*Brief*: Below are records; transcribe each one exactly.

(Stored data entries)
━━━━━━━━━━
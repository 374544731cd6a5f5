//! Task scheduling
//!
//! Maps tasks onto the kernel's dependency graph: an edge runs from the task
//! producing a data node to every task consuming it.

use crate::entities::Task;
use crate::error::Result;
use strata_kernel::TaskGraph;

/// Producer → consumer graph over `tasks`, nodes in the given order
#[must_use]
pub fn build_graph(tasks: Vec<Task>) -> TaskGraph<Task> {
    TaskGraph::from_artifacts(tasks.into_iter().map(|task| {
        let inputs = task.inputs().to_vec();
        let outputs = task.outputs().to_vec();
        (task, inputs, outputs)
    }))
}

/// Tasks in dispatch order
///
/// # Errors
/// `GraphHasCycle` if tasks depend on each other
pub fn order(tasks: Vec<Task>) -> Result<Vec<Task>> {
    let graph = build_graph(tasks);
    let order = graph.order()?;
    let mut slots: Vec<Option<Task>> = graph.into_nodes().into_iter().map(Some).collect();
    Ok(order.into_iter().filter_map(|i| slots[i].take()).collect())
}

/// Tasks grouped by dependency level
///
/// # Errors
/// `GraphHasCycle` if tasks depend on each other
pub fn levels(tasks: Vec<Task>) -> Result<Vec<Vec<Task>>> {
    let graph = build_graph(tasks);
    let levels = graph.levels()?;
    let mut slots: Vec<Option<Task>> = graph.into_nodes().into_iter().map(Some).collect();
    Ok(levels
        .into_iter()
        .map(|level| level.into_iter().filter_map(|i| slots[i].take()).collect())
        .collect())
}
━━━━━━━━━━
*Answer section*:
repository 374544731cd6a5f5
//! Task scheduling
//!
//! Maps tasks onto the kernel's dependency graph: an edge runs from the task
//! producing a data node to every task consuming it.

use crate::entities::Task;
use crate::error::Result;
use strata_kernel::TaskGraph;

/// Producer → consumer graph over `tasks`, nodes in the given order
#[must_use]
pub fn build_graph(tasks: Vec<Task>) -> TaskGraph<Task> {
    TaskGraph::from_artifacts(tasks.into_iter().map(|task| {
        let inputs = task.inputs().to_vec();
        let outputs = task.outputs().to_vec();
        (task, inputs, outputs)
    }))
}

/// Tasks in dispatch order
///
/// # Errors
/// `GraphHasCycle` if tasks depend on each other
pub fn order(tasks: Vec<Task>) -> Result<Vec<Task>> {
    let graph = build_graph(tasks);
    let order = graph.order()?;
    let mut slots: Vec<Option<Task>> = graph.into_nodes().into_iter().map(Some).collect();
    Ok(order.into_iter().filter_map(|i| slots[i].take()).collect())
}

/// Tasks grouped by dependency level
///
/// # Errors
/// `GraphHasCycle` if tasks depend on each other
pub fn levels(tasks: Vec<Task>) -> Result<Vec<Vec<Task>>> {
    let graph = build_graph(tasks);
    let levels = graph.levels()?;
    let mut slots: Vec<Option<Task>> = graph.into_nodes().into_iter().map(Some).collect();
    Ok(levels
        .into_iter()
        .map(|level| level.into_iter().filter_map(|i| slots[i].take()).collect())
        .collect())
}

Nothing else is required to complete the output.